Les marins pêcheurs organisés dans le Comité Régional des pêches, se plaignent du montant de la dotation prévue par la collectivité de Martinique pour leur secteur : 150 000 euros.
Selon eux, il manquerait plus de 70 000 euros par rapport au montant annoncé par le président Letchimy.
D’un côté la CTM se veut « pro-autonomie » en investissant dans l’artisanat et la production locale. De l’autre côté, la réalité du monde capitaliste montre ses incohérences. C’est à dire que les pêcheurs sont poussés à travailler à leur compte tout en quémandant des subventions. L’État qui annonce les soutenir est aussi celui qui les contraint à une production trop faible à cause de restrictions de pêche, des infrastructures non entretenues ou du traitement insuffisant des problèmes environnementaux et économiques comme ceux des sargasses. Il y a aussi les conséquences du chlordécone ou de la vie chère.
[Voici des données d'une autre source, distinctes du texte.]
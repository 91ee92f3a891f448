use crate::types::{EducationEntry, ExperienceEntry, Field, FieldMap, FieldValue};
use crate::utils::{text::normalize_whitespace, url};
use scraper::{ElementRef, Html, Selector};
use std::collections::HashSet;
use tracing::{debug, warn};

const NAME_SELECTORS: &[&str] = &[
    r#"h1[class*="text-heading-xlarge"]"#,
    ".pv-text-details__left-panel h1",
    "h1.text-heading-xlarge",
    ".top-card-layout__title",
    ".pv-top-card--list li:first-child h1",
];

const HEADLINE_SELECTORS: &[&str] = &[
    r#"div[class*="text-body-medium break-words"]"#,
    ".pv-text-details__left-panel .text-body-medium",
    ".top-card-layout__headline",
    ".pv-top-card--list-bullet .text-body-medium",
];

const LOCATION_SELECTORS: &[&str] = &[
    r#"span[class*="text-body-small inline t-black--light break-words"]"#,
    ".pv-text-details__left-panel .text-body-small",
    ".top-card-layout__first-subline",
    ".pv-top-card__location",
];

const ABOUT_SELECTORS: &[&str] = &[
    "#about + * .pv-shared-text-with-see-more",
    ".pv-about__summary-text",
    r#"section[data-section="summary"] .pv-shared-text-with-see-more"#,
];

const MAX_EXPERIENCE: usize = 5;
const MAX_SKILLS: usize = 10;

/// Ordered selectors; the first one that matches wins.
struct SelectorChain(Vec<Selector>);

impl SelectorChain {
    fn new(selectors: &[&str]) -> Self {
        let parsed = selectors
            .iter()
            .filter_map(|s| match Selector::parse(s) {
                Ok(selector) => Some(selector),
                Err(e) => {
                    warn!("Skipping invalid selector {:?}: {:?}", s, e);
                    None
                }
            })
            .collect();
        Self(parsed)
    }

    fn first_text(&self, scope: ElementRef<'_>) -> Option<String> {
        self.0
            .iter()
            .filter_map(|selector| scope.select(selector).next())
            .map(element_text)
            .find(|text| !text.is_empty())
    }

    /// First match whose text passes `accept`; later selectors are tried when
    /// an earlier match is rejected.
    fn first_text_where(&self, scope: ElementRef<'_>, accept: impl Fn(&str) -> bool) -> Option<String> {
        self.0
            .iter()
            .filter_map(|selector| scope.select(selector).next())
            .map(element_text)
            .find(|text| !text.is_empty() && accept(text))
    }

    fn all<'a>(&'a self, scope: ElementRef<'a>) -> impl Iterator<Item = ElementRef<'a>> + 'a {
        self.0.iter().flat_map(move |selector| scope.select(selector))
    }
}

fn element_text(element: ElementRef<'_>) -> String {
    normalize_whitespace(&element.text().collect::<Vec<_>>().join(" "))
}

fn has_ancestor_class(element: ElementRef<'_>, class: &str) -> bool {
    element
        .ancestors()
        .filter_map(ElementRef::wrap)
        .any(|ancestor| ancestor.value().classes().any(|c| c == class))
}

/// Best-effort extraction of profile fields from a rendered profile page.
/// Every field is optional; a page with none of them still parses.
pub struct ProfileParser {
    name: SelectorChain,
    headline: SelectorChain,
    location: SelectorChain,
    about: SelectorChain,
    experience_items: SelectorChain,
    experience_title: SelectorChain,
    experience_company: SelectorChain,
    experience_duration: SelectorChain,
    education_items: SelectorChain,
    education_school: SelectorChain,
    education_degree: SelectorChain,
    education_field: SelectorChain,
    education_dates: SelectorChain,
    skills: SelectorChain,
    connections: SelectorChain,
    profile_links: SelectorChain,
}

impl Default for ProfileParser {
    fn default() -> Self {
        Self::new()
    }
}

impl ProfileParser {
    pub fn new() -> Self {
        Self {
            name: SelectorChain::new(NAME_SELECTORS),
            headline: SelectorChain::new(HEADLINE_SELECTORS),
            location: SelectorChain::new(LOCATION_SELECTORS),
            about: SelectorChain::new(ABOUT_SELECTORS),
            experience_items: SelectorChain::new(&[".pv-entity__summary-info, .pv-profile-section__list-item"]),
            experience_title: SelectorChain::new(&["h3", ".pv-entity__summary-info-v2 h3"]),
            experience_company: SelectorChain::new(&[
                ".pv-entity__secondary-title",
                ".pv-entity__summary-info-v2 .text-body-small",
            ]),
            experience_duration: SelectorChain::new(&[".pv-entity__bullet-item", ".pv-entity__date-range"]),
            education_items: SelectorChain::new(&[".pv-profile-section.education .pv-entity__summary-info"]),
            education_school: SelectorChain::new(&["h3"]),
            education_degree: SelectorChain::new(&[".pv-entity__degree-name .pv-entity__comma-item"]),
            education_field: SelectorChain::new(&[".pv-entity__fos .pv-entity__comma-item"]),
            education_dates: SelectorChain::new(&[".pv-entity__dates .pv-entity__comma-item", ".pv-entity__dates time"]),
            skills: SelectorChain::new(&[".pv-skill-category-entity__name-text, .pv-skill-entity__skill-name"]),
            connections: SelectorChain::new(&[".t-bold .t-black", ".pv-top-card--list-bullet .t-bold"]),
            profile_links: SelectorChain::new(&[r#"a[href*="linkedin.com/in/"]"#]),
        }
    }

    pub fn parse_profile(&self, html: &str) -> FieldMap {
        let document = Html::parse_document(html);
        let root = document.root_element();
        let mut fields = FieldMap::new();

        let mut put_text = |field: Field, value: Option<String>| {
            if let Some(value) = value.filter(|v| !v.is_empty()) {
                fields.insert(field, FieldValue::Text(value));
            }
        };

        put_text(Field::Name, self.name.first_text(root));
        put_text(Field::Headline, self.headline.first_text(root));
        put_text(
            Field::Location,
            self.location
                .first_text_where(root, |text| !text.to_lowercase().contains("connections")),
        );
        put_text(Field::About, self.about.first_text(root));
        put_text(
            Field::Connections,
            self.connections
                .first_text_where(root, |text| text.to_lowercase().contains("connection")),
        );

        let experience = self.parse_experience(root);
        if !experience.is_empty() {
            fields.insert(Field::Experience, FieldValue::Experience(experience));
        }

        let education = self.parse_education(root);
        if !education.is_empty() {
            fields.insert(Field::Education, FieldValue::Education(education));
        }

        let skills = self.parse_skills(root);
        if !skills.is_empty() {
            fields.insert(Field::Skills, FieldValue::List(skills));
        }

        debug!("Parsed {} profile fields", fields.len());
        fields
    }

    fn parse_experience(&self, root: ElementRef<'_>) -> Vec<ExperienceEntry> {
        self.experience_items
            .all(root)
            .filter(|item| !has_ancestor_class(*item, "education"))
            .filter_map(|item| {
                let title = self.experience_title.first_text(item)?;
                Some(ExperienceEntry {
                    title,
                    company: self.experience_company.first_text(item).unwrap_or_default(),
                    duration: self.experience_duration.first_text(item).unwrap_or_default(),
                    description: String::new(),
                })
            })
            .take(MAX_EXPERIENCE)
            .collect()
    }

    fn parse_education(&self, root: ElementRef<'_>) -> Vec<EducationEntry> {
        self.education_items
            .all(root)
            .filter_map(|item| {
                let school = self.education_school.first_text(item)?;
                Some(EducationEntry {
                    school,
                    degree: self.education_degree.first_text(item).unwrap_or_default(),
                    field_of_study: self.education_field.first_text(item).unwrap_or_default(),
                    dates: self.education_dates.first_text(item).unwrap_or_default(),
                })
            })
            .collect()
    }

    fn parse_skills(&self, root: ElementRef<'_>) -> Vec<String> {
        let mut seen = HashSet::new();
        self.skills
            .all(root)
            .map(element_text)
            .filter(|skill| !skill.is_empty() && seen.insert(skill.clone()))
            .take(MAX_SKILLS)
            .collect()
    }

    /// Profile URLs linked from a search results page, redirects unwrapped,
    /// query strings stripped, first occurrence kept.
    pub fn extract_profile_links(&self, html: &str, limit: usize) -> Vec<String> {
        let document = Html::parse_document(html);
        let mut links: Vec<String> = Vec::new();

        for anchor in self.profile_links.all(document.root_element()) {
            if links.len() >= limit {
                break;
            }
            let Some(href) = anchor.value().attr("href") else {
                continue;
            };
            let target = url::strip_query(&url::unwrap_search_redirect(href));
            if url::is_profile_url(&target) && !links.contains(&target) {
                links.push(target);
            }
        }

        links
    }
}
use crate::types::{CanonicalProfile, EducationEntry, Field, FieldValue, StudentStatus};
use regex::Regex;
use std::sync::OnceLock;
use tracing::debug;

fn year_pattern() -> Option<&'static Regex> {
    static PATTERN: OnceLock<Option<Regex>> = OnceLock::new();
    PATTERN.get_or_init(|| Regex::new(r"20\d{2}").ok()).as_ref()
}

/// True when any token of the institution name longer than two characters
/// appears in the school text. Comparison is case-insensitive.
pub fn matches_institution(school: &str, institution: &str) -> bool {
    let school = school.to_lowercase();
    institution
        .to_lowercase()
        .split_whitespace()
        .filter(|token| token.chars().count() > 2)
        .any(|token| school.contains(token))
}

/// Every `20xx` year in a date range, in order of appearance.
pub fn extract_years(dates: &str) -> Vec<i32> {
    let Some(pattern) = year_pattern() else {
        return Vec::new();
    };
    pattern
        .find_iter(dates)
        .filter_map(|m| m.as_str().parse().ok())
        .collect()
}

pub fn classify_status(graduation_year: Option<&str>, current_year: i32) -> StudentStatus {
    let Some(year) = graduation_year.and_then(|g| g.trim().parse::<i32>().ok()) else {
        return StudentStatus::Unknown;
    };
    if year >= current_year {
        StudentStatus::CurrentStudent
    } else if year >= current_year - 2 {
        StudentStatus::RecentGraduate
    } else {
        StudentStatus::Alumni
    }
}

/// Derives graduation year, degree, the institution's education entries and
/// the student status from a merged profile. Returns a new profile.
pub fn enrich(profile: &CanonicalProfile, institution: &str, current_year: i32) -> CanonicalProfile {
    let mut enriched = profile.clone();

    let matching: Vec<EducationEntry> = profile
        .fields
        .get(&Field::Education)
        .and_then(FieldValue::as_education)
        .unwrap_or_default()
        .iter()
        .filter(|entry| matches_institution(&entry.school, institution))
        .cloned()
        .collect();

    let latest_year = matching.iter().flat_map(|entry| extract_years(&entry.dates)).max();
    if let Some(year) = latest_year {
        enriched
            .fields
            .insert(Field::GraduationYear, FieldValue::Text(year.to_string()));
    }

    if !matching.is_empty() {
        let degree = matching.iter().find_map(|entry| {
            [entry.degree.trim(), entry.field_of_study.trim()]
                .into_iter()
                .find(|text| !text.is_empty())
                .map(str::to_string)
        });
        if let Some(degree) = degree {
            enriched.fields.insert(Field::Degree, FieldValue::Text(degree));
        }
        enriched
            .fields
            .insert(Field::CollegeEducation, FieldValue::Education(matching));
    }

    enriched.status = classify_status(enriched.field_text(Field::GraduationYear), current_year);
    debug!(
        "Enriched {}: graduation year {:?}, status {}",
        enriched.display_name(),
        enriched.field_text(Field::GraduationYear),
        enriched.status
    );
    enriched
}
/// Words dropped from an institution name when a domain has to be guessed
pub fn is_stop_word(word: &str) -> bool {
    matches!(word, "college" | "engineering" | "of")
}

/// Lower-case, hyphen-separated form of a name, e.g. for synthetic profile URLs
pub fn slugify(text: &str) -> String {
    text.to_lowercase()
        .split(|c: char| !c.is_alphanumeric())
        .filter(|part| !part.is_empty())
        .collect::<Vec<_>>()
        .join("-")
}

/// Text processing utilities
pub mod text {
    /// Collapse runs of whitespace and trim the ends
    pub fn normalize_whitespace(text: &str) -> String {
        text.split_whitespace().collect::<Vec<_>>().join(" ")
    }

    /// Template substitution for search queries
    pub fn fill_template(template: &str, institution: &str) -> String {
        template.replace("{institution}", institution.trim())
    }
}

/// URL utilities
pub mod url {
    use url::Url;

    /// An http(s) URL whose host is a LinkedIn domain and whose path is a
    /// member profile (`/in/<handle>`)
    pub fn is_profile_url(url_str: &str) -> bool {
        let Ok(url) = Url::parse(url_str.trim()) else {
            return false;
        };
        if url.scheme() != "http" && url.scheme() != "https" {
            return false;
        }
        let host_ok = url
            .host_str()
            .map(|h| h.to_lowercase())
            .map(|h| h == "linkedin.com" || h.ends_with(".linkedin.com"))
            .unwrap_or(false);
        let mut segments = url.path_segments().into_iter().flatten();
        let path_ok = segments.next() == Some("in") && segments.next().map(|s| !s.is_empty()).unwrap_or(false);
        host_ok && path_ok
    }

    /// Drop query string and fragment
    pub fn strip_query(url_str: &str) -> String {
        url_str
            .split(['?', '#'])
            .next()
            .unwrap_or(url_str)
            .to_string()
    }

    /// Unwrap a search-engine redirect (`/url?q=<target>&...`) to its target.
    /// Links that are not redirects come back unchanged.
    pub fn unwrap_search_redirect(href: &str) -> String {
        if !href.contains("/url?") {
            return href.to_string();
        }
        let Ok(base) = Url::parse("https://www.google.com/") else {
            return href.to_string();
        };
        base.join(href)
            .ok()
            .and_then(|resolved| {
                resolved
                    .query_pairs()
                    .find(|(key, _)| key == "q")
                    .map(|(_, value)| value.into_owned())
            })
            .unwrap_or_else(|| href.to_string())
    }

    /// Search page URL for a query
    pub fn search_url(query: &str) -> Option<String> {
        Url::parse_with_params("https://www.google.com/search", &[("q", query)])
            .ok()
            .map(|u| u.to_string())
    }
}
Au final, ils se retrouvent avec des revenus trop bas pour pouvoir suivre les prix du marché. Une gestion efficace de l’autonomie alimentaire voudrait que les travailleurs du secteur soient aux directions des affaires qui les concernent.
Aujourd’hui l’État capitaliste et son relais territorial sont incapables de soutenir les pêcheurs et les habitants en difficulté.